Databricks Community

Rohansingh01 · Sunday

Sharing my hands-on experience with Lakeflow Connect for anyone evaluating it for database ingestion. I recently moved data from PostgreSQL on AWS RDS into Databricks, and it replaced a painful legacy pipeline. Keeping this simple and practical.

What is Lakeflow Connect?

Lakeflow Connect is Databricks' managed ingestion layer — built-in connectors that pull data from databases, SaaS apps, and file stores straight into the Lakehouse, with CDC, schema handling, and Unity Catalog governance managed for you.

Quick distinction that confuses people:

Lakeflow Connect → ingestion (gets data into Databricks). The front door.
Spark/Lakeflow Declarative Pipelines → transformation (shapes the data after it lands).
Structured Streaming → the low-level engine where you write and manage the code yourself (sources, sinks, checkpoints).

Connect sits before your transformation pipelines and you don't hand-write the CDC code.

What problem does it solve?

It collapses the usual multi-tool ingestion chain (CDC tool + message bus + migration service + S3 + custom merge code) into one managed connector. You get reliable inserts/updates/deletes, schema-drift handling, governance via Unity Catalog, and a much smaller cost footprint.

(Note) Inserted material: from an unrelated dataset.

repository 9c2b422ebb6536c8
pub mod date;
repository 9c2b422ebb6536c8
pub mod employee;
pub mod leave_request;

Available sources (mid-2026): Database CDC connectors for PostgreSQL, MySQL, SQL Server, Oracle (SQL Server GA; Postgres in Public Preview). SaaS connectors like Salesforce, Workday, ServiceNow, Zendesk, HubSpot, Jira. File connectors (SharePoint, Google Drive). Streaming connectors (RabbitMQ, Kafka). Plus query-based/federation sources. Always check current release state in the docs.

The legacy system

Postgres → Debezium → Kafka → DMS → S3 → (legacy structure code) → Delta tables

Problems we kept hitting:

Deletes/updates not handled properly — tables drifted into an inconsistent state.
Data sync issues with the Postgres source — frequent manual reconciliation.
DMS getting choked under heavy load → pipeline failed. Recovery meant manually deleting checkpoints, re-running, and reloading data from scratch.
Cost stacking — paying for VMs + Databricks + Kafka + DMS all at once.

The new system

Postgres → Databricks

One managed connector replaces the entire middle. Advantages I actually felt:

Cost — dropped Kafka, DMS, and supporting VMs entirely. Those were the budget drains.
Simplicity — one place to look instead of six.
Reliability — managed CDC handles deletes/updates; no more checkpoint surgery + full reloads.
Governance — lands in Unity Catalog with access control and lineage out of the box.

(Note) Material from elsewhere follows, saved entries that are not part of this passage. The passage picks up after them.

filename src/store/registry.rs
use std::collections::{BTreeMap, HashSet};

use crate::error::LeaveError;
use crate::model::employee::Employee;
use crate::utils::date::parse_date;

/// Issues employee ids and owns every employee record.
#[derive(Debug)]
pub struct EmployeeRegistry {
    employees: BTreeMap<u64, Employee>,
    emails: HashSet<String>,
    next_id: u64,
    allowance: i64,
}

impl EmployeeRegistry {
    pub fn new(allowance: i64) -> Self {
        Self {
            employees: BTreeMap::new(),
            emails: HashSet::new(),
            next_id: 1,
            allowance,
        }
    }

    /// Register a new employee.
    ///
    /// Fails with `Validation` on an empty field or unparseable joining date,
    /// and with `Conflict` when the email is already registered. Nothing is
    /// stored on failure.
    pub fn register(
        &mut self,
        name: &str,
        email: &str,
        department: &str,
        joining_date: &str,
    ) -> Result<Employee, LeaveError> {
        let (name, email, department, joining_date) = (
            name.trim(),
            email.trim(),
            department.trim(),
            joining_date.trim(),
        );

        if name.is_empty() || email.is_empty() || department.is_empty() || joining_date.is_empty()
        {
            return Err(LeaveError::validation("All fields are required."));
        }

        if self.emails.contains(email) {
            return Err(LeaveError::conflict("Email already exists."));
        }

        let joining_date = parse_date(joining_date)
            .ok_or_else(|| LeaveError::validation("Invalid joiningDate format."))?;

        let employee = Employee {
            id: self.next_id,
            name: name.to_string(),
            email: email.to_string(),
            department: department.to_string(),
            joining_date,
            leave_balance: self.allowance,
        };

        self.next_id += 1;
        self.emails.insert(employee.email.clone());
        self.employees.insert(employee.id, employee.clone());

        Ok(employee)
    }

    pub fn find(&self, id: u64) -> Option<&Employee> {
        self.employees.get(&id)
    }

    /// All employees, oldest first.
    pub fn list(&self) -> impl Iterator<Item = &Employee> {
        self.employees.values()
    }
}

On pricing — correcting a common claim: I've seen "free up to 100 GB until June 30" floating around. Per the docs, what's actually true is each workspace gets 100 free DBUs/day (~100M records/day) before standard pricing, plus a 50% promotional discount until June 30, 2026. Not a flat "100 GB free." Verify the current numbers on the official pricing page before quoting them.

Implementation

5.1 Connection + pipeline — Register a Unity Catalog connection to the Postgres source (host, port, db, credentials via secret), then create an ingestion pipeline, select tables, map to a destination catalog/schema. Initial snapshot, then continuous CDC.

5.2 Compute — Through the UI you can only configure serverless. To pick a specific classic compute node type, use the API. In my case I selected an R-series instance, r5d.2xlarge with 3 workers (memory-optimized, good fit for the merge workload). Tip: validate on serverless first, then move to API-defined compute for tuning.

5.3 SCD Type 2 — For certain tables I enabled SCD Type 2 so every version of a row is preserved with validity markers — full history for auditing and point-in-time analysis. Other tables stay on latest-state only.

5.4 Automation — Wrapped everything in Declarative Automation Bundles (DABs) — the new name for Databricks Asset Bundles (renamed March 2026; same databricks.yml workflow and databricks bundle CLI). Connection, pipeline, compute config, and table mappings as YAML in Git. Gives reusability, CI/CD deployment, and version control instead of manual UI clicks.

Takeaway

Going from Postgres → Debezium → Kafka → DMS → S3 → legacy code → Databricks to just Postgres → Databricks removed entire failure categories, cut the cost stack, and gave me proper CDC + governance natively. If you maintain a hand-built CDC pipeline into Databricks, it's worth piloting one table on serverless, confirming deletes/updates behave, then scaling with API compute and Asset Bundles.